Iowa now has had more confirmed COVID cases than South Korea.— Steven Dennis (@StevenTDennis) May 8, 2020
Katie is of course the bride of the White House's stormtrooper rhetorician Stephen Miller, and I'd like to know why nobody's telling us whether he's been tested or not. Perhaps he and Mrs. Miller don't live together, as indulging in the soft pleasures of domestic life might weaken him and make him unfit for his struggle in the cosmic battle he must fight.
What I really want to know, obviously, is not exactly what Trump thinks is the relationship between testing and having the disease as what he wants his audience to think.
His own attitude is pretty clear, though complex; for the wider public, he'd like to limit it as much as he can, because every Covid-19 case discovered is an unhappy number that makes him look bad, as he's said more or less openly from the outset.

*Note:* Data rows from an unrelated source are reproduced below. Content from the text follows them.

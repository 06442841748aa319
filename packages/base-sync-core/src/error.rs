//! Synchronization error types.

use thiserror::Error;

/// Errors raised while decoding or applying incoming changes.
///
/// None of these abort a notification batch: the engine reports them on the
/// diagnostic channel and moves on to the next change.
#[derive(Error, Debug, Clone, PartialEq, Eq)]
pub enum SyncError {
    /// Change payload is missing a required id or carries an undecodable entity
    #[error("Malformed {operation} {resource} change: {reason}")]
    MalformedChange {
        operation: String,
        resource: String,
        reason: String,
    },

    /// Operation/resource pair outside the known set
    #[error("Unrecognized change: operation '{operation}' on resource '{resource}'")]
    UnrecognizedChange { operation: String, resource: String },

    /// Replica is absent (not yet synced, or the base was deleted)
    #[error("Replica is not initialized")]
    ReplicaAbsent,

    /// Addressed table not present in the replica
    #[error("Table '{table_id}' not found in replica")]
    TableNotFound { table_id: String },

    /// Addressed field not present in its table
    #[error("Field '{field_id}' not found in table '{table_id}'")]
    FieldNotFound { table_id: String, field_id: String },

    /// Addressed record not present in its table
    #[error("Record '{record_id}' not found in table '{table_id}'")]
    RecordNotFound { table_id: String, record_id: String },

    /// Notification or snapshot failed to decode
    #[error("Decode error: {0}")]
    Decode(String),
}

impl From<serde_json::Error> for SyncError {
    fn from(err: serde_json::Error) -> Self {
        SyncError::Decode(err.to_string())
    }
}

/// Result type for synchronization operations.
pub type Result<T> = std::result::Result<T, SyncError>;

Of course the failure to test will itself be responsible for more disease and death, as it makes contact tracing difficult or impossible, but he doesn't seem to get that, perhaps because it requires long-term thinking, or perhaps it's just his gamble, his hope that the virus might just go away and leave him alone, his belief that he's a lucky person and these bad consequences are just as likely not to happen. Inside his court in the Forbidden City, on the other hand, he understands the scientific value of testing pretty well as a way of hiding his own imperial person from the virus, which is why he's having everybody who might come in contact with him tested on a daily basis.
I'm still not convinced, by the way, that he has ever been tested himself, even now, though we're told he and Pence also get it daily—that's part of the reason for all the frantic testing around him, so that he doesn't have to, if only because his septa are so ragged from whatever he snorts that he's afraid of the potential pain. He also may have.a residual belief, though, that a test could make him sick not by biological means but magical ones: taking a test would be a bad gamble, a hedge, shorting his faith in his own luck, and the gods might punish him for that by infecting him for real.
That's what he'd have been referring to in the case of Mrs. Miller, you see, in this remarkable piece, with its refrain structure reinforcing the concept of a positive result as a blow out of nowhere, as something that wouldn't happen if tests were as good as they're supposed to be; did she get the bad news as a consequence of looking too hard for it (under presidential compulsion, of course, but Trump's not interested in taking the blame)? And can he use that as a cautionary tale for the audience? So they should count themselves lucky they don't get to have all that testing, because it could only lead to grief.